馬主業は道楽のようなものと言われるがありますが、現実に大金を投資している以上は結果の出ない方法を義理・人情のために続けさせられる筋合いもないでしょう。明らかな力不足ということであればオーナーも納得するかもしれませんが、後ひと押しで勝利が見えるところにいるとなるとまた話は変わってきてしまいます。
そんな窮地に立たされているのが、今週土曜の阪神メイン・ポラリスステークスに挑むコウエイエンブレムと松山弘平騎手です。父シニスターミニスター、母父フォーティナイナーという血統背景通りにダートで安定感のある走りを見せています。昨年3月と4月にオープンを連勝してからも重賞には挑まずオープンに出走しつづけていますが、その後6戦して10着大敗が1度あるものの、あとは2,3着といった成績。
オープン競走を高確率で2,3着で入線と言えば非常に高レベルなことは間違いありませんが、この間ずっと1番人気で出走しているにも関わらず勝ちに到ってはいないということは、結果的には人気を裏切った形となっています。これが格上挑戦での結果ならまだしも、昨年2連勝したオープン特別の「勝てるクラス」での出来事なだけに、松山騎手にとっては戦々恐々と言ったところでしょう。

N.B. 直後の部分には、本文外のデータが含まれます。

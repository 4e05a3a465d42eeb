//! Gateway terminal adapter implementing `TerminalPort`.

use async_trait::async_trait;
use serde_json::{Value, json};

use super::api_types::{
    GatewayAccountInfo, GatewayLastError, GatewayPosition, GatewaySymbolInfo, GatewayTick,
    GatewayTradeRequest, GatewayTradeResult, LoginBody, SelectBody,
};
use super::config::GatewayConfig;
use super::error::GatewayError;
use super::http_client::GatewayHttpClient;
use crate::application::ports::{
    AccountInfo, Credentials, SymbolInfo, TerminalError, TerminalLastError, TerminalPort, Tick,
    TradeResult,
};
use crate::domain::shared::Symbol;
use crate::domain::trading::{OrderRequest, PositionSnapshot};

/// Terminal reached through the JSON gateway process.
#[derive(Debug, Clone)]
pub struct GatewayTerminal {
    client: GatewayHttpClient,
}

impl GatewayTerminal {
    /// Create a new gateway terminal adapter.
    pub fn new(config: &GatewayConfig) -> Result<Self, GatewayError> {
        Ok(Self {
            client: GatewayHttpClient::new(config)?,
        })
    }
}

#[async_trait]
impl TerminalPort for GatewayTerminal {
    async fn initialize(&self) -> Result<bool, TerminalError> {
        self.client
            .post(&["initialize"], &json!({}))
            .await
            .map_err(Into::into)
    }

    async fn login(&self, credentials: &Credentials) -> Result<bool, TerminalError> {
        let body = LoginBody {
            login: credentials.login,
            password: &credentials.password,
            server: &credentials.server,
        };
        self.client.post(&["login"], &body).await.map_err(Into::into)
    }

    async fn shutdown(&self) -> Result<(), TerminalError> {
        let _: Value = self.client.post(&["shutdown"], &json!({})).await?;
        Ok(())
    }

    async fn last_error(&self) -> Result<TerminalLastError, TerminalError> {
        let err: GatewayLastError = self.client.get(&["last_error"], &[]).await?;
        Ok(err.into())
    }

    async fn account_info(&self) -> Result<Option<AccountInfo>, TerminalError> {
        let info: Option<GatewayAccountInfo> = self.client.get(&["account_info"], &[]).await?;
        Ok(info.map(Into::into))
    }

    async fn symbol_info(&self, symbol: &Symbol) -> Result<Option<SymbolInfo>, TerminalError> {
        let info: Option<GatewaySymbolInfo> =
            self.client.get(&["symbols", symbol.as_str()], &[]).await?;
        Ok(info.map(Into::into))
    }

    async fn symbol_select(&self, symbol: &Symbol, enable: bool) -> Result<bool, TerminalError> {
        self.client
            .post(&["symbols", symbol.as_str(), "select"], &SelectBody { enable })
            .await
            .map_err(Into::into)
    }

    async fn symbol_info_tick(&self, symbol: &Symbol) -> Result<Option<Tick>, TerminalError> {
        let tick: Option<GatewayTick> = self
            .client
            .get(&["symbols", symbol.as_str(), "tick"], &[])
            .await?;
        Ok(tick.map(Into::into))
    }

    async fn positions_get(
        &self,
        symbol: Option<Symbol>,
    ) -> Result<Vec<PositionSnapshot>, TerminalError> {
        let query: Vec<(&str, &str)> = symbol
            .as_ref()
            .map(|s| vec![("symbol", s.as_str())])
            .unwrap_or_default();

        // The terminal answers null instead of an empty list on failure.
        let positions: Option<Vec<GatewayPosition>> =
            self.client.get(&["positions"], &query).await?;

        positions
            .unwrap_or_default()
            .into_iter()
            .map(|p| PositionSnapshot::try_from(p).map_err(TerminalError::from))
            .collect()
    }

    async fn order_send(
        &self,
        request: &OrderRequest,
    ) -> Result<Option<TradeResult>, TerminalError> {
        let body = GatewayTradeRequest::from(request);
        tracing::debug!(
            symbol = %body.symbol,
            action = body.action,
            type_filling = ?body.type_filling,
            "Sending order to gateway"
        );
        let result: Option<GatewayTradeResult> = self.client.post(&["orders"], &body).await?;
        Ok(result.map(Into::into))
    }
}
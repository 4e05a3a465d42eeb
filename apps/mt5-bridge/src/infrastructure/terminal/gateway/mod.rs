//! Terminal Gateway Adapter
//!
//! Implementation of `TerminalPort` against a gateway process that exposes
//! the terminal API as JSON over HTTP:
//! - Read calls retry with exponential backoff
//! - Trade and session calls are sent once
//! - JSON `null` answers map to `None`

mod adapter;
mod api_types;
mod config;
mod error;
mod http_client;

pub use adapter::GatewayTerminal;
pub use config::{GatewayConfig, RetryConfig};
pub use error::GatewayError;
//! Open position as reported by the terminal.

use rust_decimal::Decimal;
use serde::{Deserialize, Serialize};

use super::value_objects::TradeSide;
use crate::domain::shared::{Symbol, Ticket};

/// Snapshot of an open position.
///
/// Positions are owned by the terminal; the bridge only reads them and
/// changes them through trade requests.
#[derive(Debug, Clone, PartialEq, Eq, Serialize, Deserialize)]
pub struct PositionSnapshot {
    /// Position ticket.
    pub ticket: Ticket,
    /// Instrument.
    pub symbol: Symbol,
    /// Direction of the position.
    pub side: TradeSide,
    /// Open volume in lots.
    pub volume: Decimal,
    /// Open price.
    pub price_open: Decimal,
    /// Current stop-loss (zero when unset).
    pub sl: Decimal,
    /// Current take-profit (zero when unset).
    pub tp: Decimal,
    /// Floating profit in account currency.
    pub profit: Decimal,
}

impl PositionSnapshot {
    /// Side of the request that closes this position.
    #[must_use]
    pub const fn closing_side(&self) -> TradeSide {
        self.side.opposite()
    }
}
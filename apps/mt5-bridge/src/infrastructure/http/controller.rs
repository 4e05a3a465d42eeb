//! HTTP Controller
//!
//! Axum routes for the bridge API.

use std::sync::Arc;
use std::time::Instant;

use axum::body::Bytes;
use axum::extract::State;
use axum::http::StatusCode;
use axum::response::{IntoResponse, Response};
use axum::routing::{get, post};
use axum::{Json, Router, middleware};
use tracing::Instrument;
use uuid::Uuid;

use super::auth::require_api_key;
use super::request::{CloseAllRequest, TradeCommand, TradeRequest};
use super::response::{
    CloseAllResponse, ErrorResponse, HealthResponse, StatusResponse, TradeResponse,
};
use crate::application::errors::TradeError;
use crate::application::ports::TerminalPort;
use crate::application::services::TerminalGate;
use crate::application::settings::TradeSettings;
use crate::application::use_cases::{
    AccountStatusUseCase, CloseAllUseCase, ClosePartialUseCase, ModifyPositionUseCase,
    OpenPositionUseCase,
};
use crate::domain::shared::Symbol;
use crate::infrastructure::config::ApiKey;
use crate::observability::{record_request_latency, record_trade_request};

/// Application state shared across handlers.
pub struct AppState<T: TerminalPort> {
    /// BUY / SELL.
    pub open_position: Arc<OpenPositionUseCase<T>>,
    /// CLOSE_PARTIAL.
    pub close_partial: Arc<ClosePartialUseCase<T>>,
    /// MODIFY.
    pub modify_position: Arc<ModifyPositionUseCase<T>>,
    /// `/close_all`.
    pub close_all: Arc<CloseAllUseCase<T>>,
    /// `/status`.
    pub account_status: Arc<AccountStatusUseCase<T>>,
    /// Terminal session gate.
    pub gate: Arc<TerminalGate<T>>,
    /// Symbol used when a request names none.
    pub default_symbol: Symbol,
    /// Service version reported by `/health`.
    pub version: String,
}

impl<T: TerminalPort> AppState<T> {
    /// Build every use case around one terminal gate.
    pub fn new(
        gate: Arc<TerminalGate<T>>,
        settings: &TradeSettings,
        default_symbol: Symbol,
    ) -> Self {
        Self {
            open_position: Arc::new(OpenPositionUseCase::new(
                Arc::clone(&gate),
                settings.clone(),
            )),
            close_partial: Arc::new(ClosePartialUseCase::new(
                Arc::clone(&gate),
                settings.clone(),
            )),
            modify_position: Arc::new(ModifyPositionUseCase::new(
                Arc::clone(&gate),
                settings.clone(),
            )),
            close_all: Arc::new(CloseAllUseCase::new(Arc::clone(&gate), settings.clone())),
            account_status: Arc::new(AccountStatusUseCase::new(Arc::clone(&gate))),
            gate,
            default_symbol,
            version: env!("CARGO_PKG_VERSION").to_string(),
        }
    }
}

impl<T: TerminalPort> Clone for AppState<T> {
    fn clone(&self) -> Self {
        Self {
            open_position: Arc::clone(&self.open_position),
            close_partial: Arc::clone(&self.close_partial),
            modify_position: Arc::clone(&self.modify_position),
            close_all: Arc::clone(&self.close_all),
            account_status: Arc::clone(&self.account_status),
            gate: Arc::clone(&self.gate),
            default_symbol: self.default_symbol.clone(),
            version: self.version.clone(),
        }
    }
}

/// Create the HTTP router.
///
/// With `api_key` set, every route except `/health` requires `X-API-Key`.
pub fn create_router<T>(state: AppState<T>, api_key: Option<ApiKey>) -> Router
where
    T: TerminalPort + 'static,
{
    Router::new()
        .route("/health", get(health_check::<T>))
        .route("/trade", post(trade::<T>))
        .route("/status", get(status::<T>))
        .route("/close_all", post(close_all::<T>))
        .layer(middleware::from_fn_with_state(api_key, require_api_key))
        .with_state(state)
}

/// Health check endpoint.
async fn health_check<T: TerminalPort + 'static>(
    State(state): State<AppState<T>>,
) -> impl IntoResponse {
    Json(HealthResponse {
        status: "healthy".to_string(),
        version: state.version.clone(),
        connected: state.gate.is_connected().await,
    })
}

/// Trade endpoint: BUY, SELL, CLOSE_PARTIAL and MODIFY.
///
/// The body is parsed as JSON whatever its content type.
async fn trade<T: TerminalPort + 'static>(
    State(state): State<AppState<T>>,
    body: Bytes,
) -> Response {
    let started = Instant::now();
    let request_id = Uuid::new_v4();

    let response = handle_trade(&state, &body)
        .instrument(tracing::info_span!("trade", %request_id))
        .await;

    record_request_latency("/trade", started.elapsed().as_secs_f64());
    response
}

async fn handle_trade<T: TerminalPort + 'static>(
    state: &AppState<T>,
    body: &[u8],
) -> Response {
    let request = match serde_json::from_slice::<TradeRequest>(body) {
        Ok(request) => request,
        Err(e) => {
            tracing::warn!(error = %e, "Malformed trade request");
            record_trade_request("invalid", "rejected");
            return error_response(
                StatusCode::BAD_REQUEST,
                ErrorResponse::message(format!("Invalid request body: {e}")),
            );
        }
    };

    let action = request.requested_action().map_or("invalid", |a| a.as_str());
    tracing::info!(
        action = %request.action,
        symbol = ?request.symbol,
        lot = ?request.lot,
        sl = ?request.sl,
        tp = ?request.tp,
        ticket = ?request.ticket,
        "Trade request received"
    );

    let outcome = match request.into_command(&state.default_symbol) {
        Ok(command) => execute_trade(state, command).await,
        Err(e) => Err(e),
    };

    match outcome {
        Ok(response) => {
            record_trade_request(action, "success");
            (StatusCode::OK, Json(response)).into_response()
        }
        Err(e) => {
            record_trade_request(action, e.kind());
            trade_error_response(e)
        }
    }
}

async fn execute_trade<T: TerminalPort + 'static>(
    state: &AppState<T>,
    command: TradeCommand,
) -> Result<TradeResponse, TradeError> {
    match command {
        TradeCommand::Open(command) => state
            .open_position
            .execute(command)
            .await
            .map(TradeResponse::from),
        TradeCommand::ClosePartial(command) => state
            .close_partial
            .execute(command)
            .await
            .map(|result| TradeResponse::PartialClosed { result }),
        TradeCommand::Modify(command) => state
            .modify_position
            .execute(command)
            .await
            .map(|result| TradeResponse::Modified { result }),
    }
}

/// Account status endpoint.
async fn status<T: TerminalPort + 'static>(State(state): State<AppState<T>>) -> Response {
    let started = Instant::now();
    let account = state.account_status.execute().await;

    let code = if account.is_connected() {
        StatusCode::OK
    } else {
        StatusCode::SERVICE_UNAVAILABLE
    };

    record_request_latency("/status", started.elapsed().as_secs_f64());
    (code, Json(StatusResponse::from(account))).into_response()
}

/// Close every open position.
///
/// The body is optional; when present it must be a JSON object.
async fn close_all<T: TerminalPort + 'static>(
    State(state): State<AppState<T>>,
    body: Bytes,
) -> Response {
    let started = Instant::now();
    let request_id = Uuid::new_v4();

    let request = if body.iter().all(u8::is_ascii_whitespace) {
        CloseAllRequest::default()
    } else {
        match serde_json::from_slice::<CloseAllRequest>(&body) {
            Ok(request) => request,
            Err(e) => {
                return error_response(
                    StatusCode::BAD_REQUEST,
                    ErrorResponse::message(format!("Invalid request body: {e}")),
                );
            }
        }
    };

    let outcome = state
        .close_all
        .execute(request.account.as_deref())
        .instrument(tracing::info_span!("close_all", %request_id))
        .await;

    record_request_latency("/close_all", started.elapsed().as_secs_f64());
    match outcome {
        Ok(report) => (StatusCode::OK, Json(CloseAllResponse::from(report))).into_response(),
        Err(e) => trade_error_response(e),
    }
}

fn trade_error_response(err: TradeError) -> Response {
    let code = if err.is_client_error() {
        StatusCode::BAD_REQUEST
    } else {
        StatusCode::INTERNAL_SERVER_ERROR
    };

    let body = match err {
        TradeError::Execution {
            result: Some(result),
            ..
        } => ErrorResponse::details(result),
        other => {
            tracing::warn!(error = %other, status = code.as_u16(), "Request failed");
            ErrorResponse::message(other.to_string())
        }
    };
    error_response(code, body)
}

特に交流重賞の狭き門をくぐらなければいけないダート馬にとって収得賞金は芝馬以上に重賞な要素でありますが、オープン競走で2着では本賞金こそもらえても収得賞金への加算には至りません。重賞に出走せずにオープンばかり出走しているのも賞金不足が原因かもしれず、オープンだからこそ賞金が加算されないスパイラルから抜け出すにはやはり勝利しかありません。
栗東・山内厩舎のダート中・長距離と言えばアポロケンタッキーがいますが、このコウエイエンブレムは短距離で看板をはれるポテンシャルを十分に秘めた馬。昨年も2着となったポラリスステークスで、久々の勝利が欲しいところです。